As many teachers and learners have discovered recently, “Zoom fatigue” is also a very real phenomenon that that needs to be accounted for when designing curriculums. “You need to design an effective online curriculum or blended curriculum that takes advantage of the technology and opportunities it offers, but likewise doesn’t just bombard people with screentime that actually results in a negative impact on their wellbeing,” says Clay.

Learning resources

Upgrading education technology

Once students return to schools and campuses, they may find the physical environment has changed to better accommodate the technologies needed for digital transformation in education post-COVID-19. For instance, Nick Shea, sales director at AdEPT Education, says his company is working with schools and colleges to install cameras that will facilitate lesson-steaming.

“You used to have whiteboards with a data projector in the ceiling,” he explains. “Where that data projector would have gone, we’re instead putting in a camera that can be used to stream lessons to an audience that isn’t actually in the room.” This could help with social distancing on campus. “You might not be able to seat 30 students together in a class,” he adds, “but the teacher might be able to teach the same lesson to 15 students in one room and stream it live to the other 15 in another room.”

Virtual reality may also come into its own in a world of restricted travel, allowing for virtual tours of museums, galleries and historical sites, while also helping to democratise access to them.
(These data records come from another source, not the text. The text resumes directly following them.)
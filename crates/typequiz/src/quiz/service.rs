use std::collections::HashSet;
use std::sync::atomic::{AtomicU64, Ordering};
use std::sync::Arc;

use chrono::{NaiveDate, Utc};
use serde::Deserialize;
use tracing::{debug, info, warn};

use super::domain::{CreatorId, Quiz, QuizDefinition, QuizId, QuizStatus, ShareSettings};
use super::draft::{DraftError, QuizDraft};
use super::repository::{QuizRepository, RepositoryError};
use super::validation::{validate_definition, DefinitionIssue};
use super::views::{AttemptResult, AxisResultView, PublicQuizView, RecommendationView};
use crate::config::PublicCacheConfig;
use crate::events::{DailyQuizStats, EventKind, StatsError, StatsRepository};
use crate::scoring::{score_percent, Answers, QuestionId};

/// Service composing the quiz repository, definition checks, the scoring
/// engine and the engagement counters.
pub struct QuizService<R, S> {
    repository: Arc<R>,
    stats: Arc<S>,
    cache: PublicCacheConfig,
}

static QUIZ_SEQUENCE: AtomicU64 = AtomicU64::new(1);

fn next_sequence() -> u64 {
    QUIZ_SEQUENCE.fetch_add(1, Ordering::Relaxed)
}

/// Editable header fields of a quiz.
#[derive(Debug, Clone, PartialEq, Eq, Deserialize)]
#[serde(rename_all = "camelCase")]
pub struct BasicSettings {
    pub title: String,
    #[serde(default)]
    pub description: Option<String>,
    pub slug: String,
}

/// Display copy of one question. Scoring fields are not editable here.
#[derive(Debug, Clone, PartialEq, Eq, Deserialize)]
#[serde(rename_all = "camelCase")]
pub struct QuestionCopy {
    pub text: String,
    pub option_a: String,
    pub option_b: String,
}

/// Display copy of one result type; the code stays fixed.
#[derive(Debug, Clone, PartialEq, Eq, Deserialize)]
#[serde(rename_all = "camelCase")]
pub struct ResultTypeCopy {
    pub name: String,
    #[serde(default)]
    pub description: Option<String>,
}

impl<R, S> QuizService<R, S>
where
    R: QuizRepository + 'static,
    S: StatsRepository + 'static,
{
    pub fn new(repository: Arc<R>, stats: Arc<S>) -> Self {
        Self {
            repository,
            stats,
            cache: PublicCacheConfig::default(),
        }
    }

    pub fn with_cache_policy(mut self, cache: PublicCacheConfig) -> Self {
        self.cache = cache;
        self
    }

    pub fn cache_policy(&self) -> &PublicCacheConfig {
        &self.cache
    }

    /// Create an empty draft owned by `creator`.
    pub fn create(&self, creator: &CreatorId, title: &str) -> Result<Quiz, QuizServiceError> {
        let title = title.trim();
        if title.is_empty() {
            return Err(QuizServiceError::InvalidInput(
                "title must not be empty".to_string(),
            ));
        }

        let (id, slug) = self.allocate_identity(title)?;
        let now = Utc::now();
        let quiz = Quiz {
            id,
            slug,
            creator_id: creator.clone(),
            title: title.to_string(),
            description: String::new(),
            status: QuizStatus::Draft,
            definition: QuizDefinition::default(),
            share: ShareSettings::default(),
            created_at: now,
            updated_at: now,
        };

        let stored = self.repository.insert(quiz)?;
        info!(quiz_id = %stored.id, slug = %stored.slug, "quiz draft created");
        Ok(stored)
    }

    /// Quizzes owned by `creator`, newest first.
    pub fn list_for_creator(&self, creator: &CreatorId) -> Result<Vec<Quiz>, QuizServiceError> {
        let mut quizzes = self.repository.list_by_creator(creator)?;
        quizzes.sort_by(|a, b| b.created_at.cmp(&a.created_at));
        Ok(quizzes)
    }

    pub fn get_owned(&self, creator: &CreatorId, id: &QuizId) -> Result<Quiz, QuizServiceError> {
        let quiz = self
            .repository
            .fetch(id)?
            .ok_or(QuizServiceError::NotFound)?;
        if !quiz.is_owned_by(creator) {
            warn!(quiz_id = %id, "creator does not own quiz");
            return Err(QuizServiceError::NotFound);
        }
        Ok(quiz)
    }

    pub fn update_basics(
        &self,
        creator: &CreatorId,
        id: &QuizId,
        settings: BasicSettings,
    ) -> Result<Quiz, QuizServiceError> {
        let mut quiz = self.get_owned(creator, id)?;

        let title = settings.title.trim();
        if title.is_empty() {
            return Err(QuizServiceError::InvalidInput(
                "title must not be empty".to_string(),
            ));
        }
        let slug = settings.slug.trim();
        if slug.is_empty() {
            return Err(QuizServiceError::InvalidInput(
                "slug must not be empty".to_string(),
            ));
        }
        if let Some(existing) = self.repository.fetch_by_slug(slug)? {
            if existing.id != quiz.id {
                return Err(QuizServiceError::SlugTaken(slug.to_string()));
            }
        }

        quiz.title = title.to_string();
        quiz.slug = slug.to_string();
        if let Some(description) = settings.description {
            quiz.description = description;
        }
        quiz.updated_at = Utc::now();

        self.repository.update(quiz.clone())?;
        Ok(quiz)
    }

    /// Edit the prompt and option labels of one question.
    pub fn update_question(
        &self,
        creator: &CreatorId,
        id: &QuizId,
        question_id: &QuestionId,
        copy: QuestionCopy,
    ) -> Result<Quiz, QuizServiceError> {
        let mut quiz = self.get_owned(creator, id)?;

        let text = required(&copy.text, "question text")?;
        let option_a = required(&copy.option_a, "option A")?;
        let option_b = required(&copy.option_b, "option B")?;

        let question = quiz
            .definition
            .questions
            .iter_mut()
            .find(|question| &question.id == question_id)
            .ok_or(QuizServiceError::NotFound)?;
        question.text = text;
        question.option_a = option_a;
        question.option_b = option_b;
        quiz.updated_at = Utc::now();

        self.repository.update(quiz.clone())?;
        info!(quiz_id = %id, question_id = %question_id, "question copy updated");
        Ok(quiz)
    }

    /// Edit the name and description of the result type behind `code`.
    /// An omitted description keeps the stored one.
    pub fn update_result_type(
        &self,
        creator: &CreatorId,
        id: &QuizId,
        code: &str,
        copy: ResultTypeCopy,
    ) -> Result<Quiz, QuizServiceError> {
        let mut quiz = self.get_owned(creator, id)?;
        let name = required(&copy.name, "result name")?;

        let result = quiz
            .definition
            .result_types
            .iter_mut()
            .find(|result| result.code == code)
            .ok_or(QuizServiceError::NotFound)?;
        result.name = name;
        if let Some(description) = copy.description {
            result.description = description;
        }
        quiz.updated_at = Utc::now();

        self.repository.update(quiz.clone())?;
        info!(quiz_id = %id, code, "result type copy updated");
        Ok(quiz)
    }

    /// Replace the quiz definition with an imported draft.
    ///
    /// A quiz that is already visible keeps its publish invariants, so the
    /// draft must pass definition validation in that case.
    pub fn import_draft(
        &self,
        creator: &CreatorId,
        id: &QuizId,
        draft: QuizDraft,
    ) -> Result<Quiz, QuizServiceError> {
        let mut quiz = self.get_owned(creator, id)?;
        let accepted = draft.accept()?;

        if quiz.status.is_visible() {
            let issues = validate_definition(&accepted.definition);
            if !issues.is_empty() {
                warn!(quiz_id = %id, issues = issues.len(), "draft would break a live quiz");
                return Err(QuizServiceError::Incomplete(issues));
            }
        }

        quiz.title = accepted.title;
        quiz.description = accepted.description;
        quiz.definition = accepted.definition;
        quiz.updated_at = Utc::now();

        self.repository.update(quiz.clone())?;
        info!(
            quiz_id = %id,
            axes = quiz.definition.axes.len(),
            questions = quiz.definition.questions.len(),
            results = quiz.definition.result_types.len(),
            "quiz draft imported"
        );
        Ok(quiz)
    }

    /// Change the publication state. Going `PUBLIC` or `UNLISTED` requires a
    /// definition with no validation issues.
    pub fn set_status(
        &self,
        creator: &CreatorId,
        id: &QuizId,
        status: QuizStatus,
    ) -> Result<Quiz, QuizServiceError> {
        let mut quiz = self.get_owned(creator, id)?;

        if status.is_visible() {
            let issues = validate_definition(&quiz.definition);
            if !issues.is_empty() {
                warn!(quiz_id = %id, status = status.label(), issues = issues.len(), "publish refused");
                return Err(QuizServiceError::Incomplete(issues));
            }
        }

        quiz.status = status;
        quiz.updated_at = Utc::now();
        self.repository.update(quiz.clone())?;
        info!(quiz_id = %id, status = status.label(), "quiz status changed");
        Ok(quiz)
    }

    /// Quiz as shown to respondents; hidden quizzes read as not found.
    pub fn public_view(&self, slug: &str) -> Result<PublicQuizView, QuizServiceError> {
        let quiz = self.visible(slug)?;
        Ok(PublicQuizView::from_quiz(&quiz))
    }

    /// Score a complete answer set for the quiz behind `slug`.
    pub fn score_attempt(
        &self,
        slug: &str,
        answers: &Answers,
    ) -> Result<AttemptResult, QuizServiceError> {
        let quiz = self.visible(slug)?;
        let definition = &quiz.definition;

        let mut missing: Vec<QuestionId> = definition
            .question_ids()
            .filter(|id| !answers.contains_key(*id))
            .cloned()
            .collect();
        let known: HashSet<&QuestionId> = definition.question_ids().collect();
        let mut unknown: Vec<QuestionId> = answers
            .keys()
            .filter(|id| !known.contains(id))
            .cloned()
            .collect();
        if !missing.is_empty() || !unknown.is_empty() {
            missing.sort();
            unknown.sort();
            return Err(QuizServiceError::InvalidAttempt { missing, unknown });
        }

        let outcome = definition.evaluate(answers);
        let result = match definition.catalog().lookup(&outcome.code) {
            Some(result) => result.clone(),
            None => {
                warn!(quiz_id = %quiz.id, code = %outcome.code, "result catalog has no entry for code");
                return Err(QuizServiceError::ResultTypeMissing { code: outcome.code });
            }
        };

        let axes = definition
            .axes
            .iter()
            .map(|axis| {
                let score = outcome.axis_scores.get(&axis.key);
                AxisResultView {
                    key: axis.key.clone(),
                    left_label: axis.left_label.clone(),
                    right_label: axis.right_label.clone(),
                    raw_score: score.map(|score| score.raw_score).unwrap_or(0.0),
                    max_score: score.map(|score| score.max_score).unwrap_or(0.0),
                    normalized: score.map(|score| score.normalized).unwrap_or(0.0),
                    percent: score_percent(&outcome.axis_scores, &axis.key),
                }
            })
            .collect();

        Ok(AttemptResult {
            quiz_id: quiz.id.clone(),
            code: outcome.code,
            result,
            axes,
            recommendations: outcome
                .recommendations
                .into_iter()
                .map(RecommendationView::from)
                .collect(),
        })
    }

    pub fn record_event(
        &self,
        quiz_id: &QuizId,
        kind: EventKind,
    ) -> Result<DailyQuizStats, QuizServiceError> {
        self.record_event_on(quiz_id, kind, Utc::now().date_naive())
    }

    pub fn record_event_on(
        &self,
        quiz_id: &QuizId,
        kind: EventKind,
        date: NaiveDate,
    ) -> Result<DailyQuizStats, QuizServiceError> {
        if self.repository.fetch(quiz_id)?.is_none() {
            return Err(QuizServiceError::NotFound);
        }
        let row = self.stats.increment(quiz_id, kind, date)?;
        debug!(quiz_id = %quiz_id, kind = kind.label(), %date, "engagement event recorded");
        Ok(row)
    }

    /// Daily counters for a quiz owned by `creator`, oldest day first.
    pub fn stats(
        &self,
        creator: &CreatorId,
        id: &QuizId,
    ) -> Result<Vec<DailyQuizStats>, QuizServiceError> {
        let quiz = self.get_owned(creator, id)?;
        let mut rows = self.stats.daily(&quiz.id)?;
        rows.sort_by_key(|row| row.date);
        Ok(rows)
    }

    fn visible(&self, slug: &str) -> Result<Quiz, QuizServiceError> {
        match self.repository.fetch_by_slug(slug)? {
            Some(quiz) if quiz.status.is_visible() => Ok(quiz),
            _ => Err(QuizServiceError::NotFound),
        }
    }

    fn allocate_identity(&self, title: &str) -> Result<(QuizId, String), QuizServiceError> {
        let stem = slug_stem(title);
        loop {
            let sequence = next_sequence();
            let id = QuizId(format!("quiz-{sequence:06}"));
            let slug = format!("{stem}-{sequence:04}");
            if self.repository.fetch(&id)?.is_none()
                && self.repository.fetch_by_slug(&slug)?.is_none()
            {
                return Ok((id, slug));
            }
        }
    }
}

fn required(value: &str, field: &str) -> Result<String, QuizServiceError> {
    let value = value.trim();
    if value.is_empty() {
        return Err(QuizServiceError::InvalidInput(format!(
            "{field} must not be empty"
        )));
    }
    Ok(value.to_string())
}

/// Lowercase ASCII stem of a title; `quiz` when nothing usable remains.
fn slug_stem(title: &str) -> String {
    let mut stem = String::new();
    for ch in title.chars() {
        if ch.is_ascii_alphanumeric() {
            stem.push(ch.to_ascii_lowercase());
        } else if !stem.is_empty() && !stem.ends_with('-') {
            stem.push('-');
        }
    }
    let stem = stem.trim_end_matches('-');
    let stem: String = stem.chars().take(40).collect();
    let stem = stem.trim_end_matches('-');
    if stem.is_empty() {
        "quiz".to_string()
    } else {
        stem.to_string()
    }
}

/// Error raised by the quiz service.
#[derive(Debug, thiserror::Error)]
pub enum QuizServiceError {
    #[error("quiz not found")]
    NotFound,
    #[error("{0}")]
    InvalidInput(String),
    #[error("slug '{0}' is already in use")]
    SlugTaken(String),
    #[error(transparent)]
    Draft(#[from] DraftError),
    #[error("quiz definition has {} unresolved issue(s)", .0.len())]
    Incomplete(Vec<DefinitionIssue>),
    #[error(
        "attempt must answer every question: {} unanswered, {} unknown",
        .missing.len(),
        .unknown.len()
    )]
    InvalidAttempt {
        missing: Vec<QuestionId>,
        unknown: Vec<QuestionId>,
    },
    #[error("no result type covers code '{code}'")]
    ResultTypeMissing { code: String },
    #[error(transparent)]
    Repository(#[from] RepositoryError),
    #[error(transparent)]
    Stats(#[from] StatsError),
}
Along with augmented reality, this kind of technology enables teachers to shift from “what is essentially fairly static teaching and learning – text that is still, images that are still – to more dynamic ways of thinking and learning about things”, says Dr Alison Clark-Wilson, a former secondary school mathematics teacher who now works as a principal research associate at the University College London Institute of Education.

Embracing digital transformation

However, the warp-speed progress of digital transformation in education has also highlighted the need for greater support for educators when it comes to integrating new technologies into their teaching. “It’s challenging to embrace these technologies in a truly transformative way,” says Clark-Wilson. “You have to hold teachers’ hands, provide safe spaces to fail because they never had the experience of learning their subjects in today’s environment.”

Looking further ahead, intelligent tutoring systems, which aim to provide immediate and customised instruction or feedback to learners, usually without requiring intervention from a human teacher, have generated a considerable buzz in recent years.

However, Wayne Holmes, principal researcher for education at Nesta, says the impact of artificial intelligence (AI) on the education sector has so far been generally disappointing. “The focus has always been on how to build a tool that can teach as well as a teacher,” he says. “But the reality is you can’t, though you can build tools that give the appearance of doing that.”

As such, Holmes is far more interested in AI tools that could help teachers to become “super teachers” rather than tools that attempt to do their job for them. As he points out, any technology is ultimately only as good as the teacher who’s using it.

“Teachers draw upon their pedagogy expertise, their experience in the classroom, their knowledge of their domain and their passion for working with young people,” Holmes concludes. “All these elements have to come together; technology is just a really useful tool.”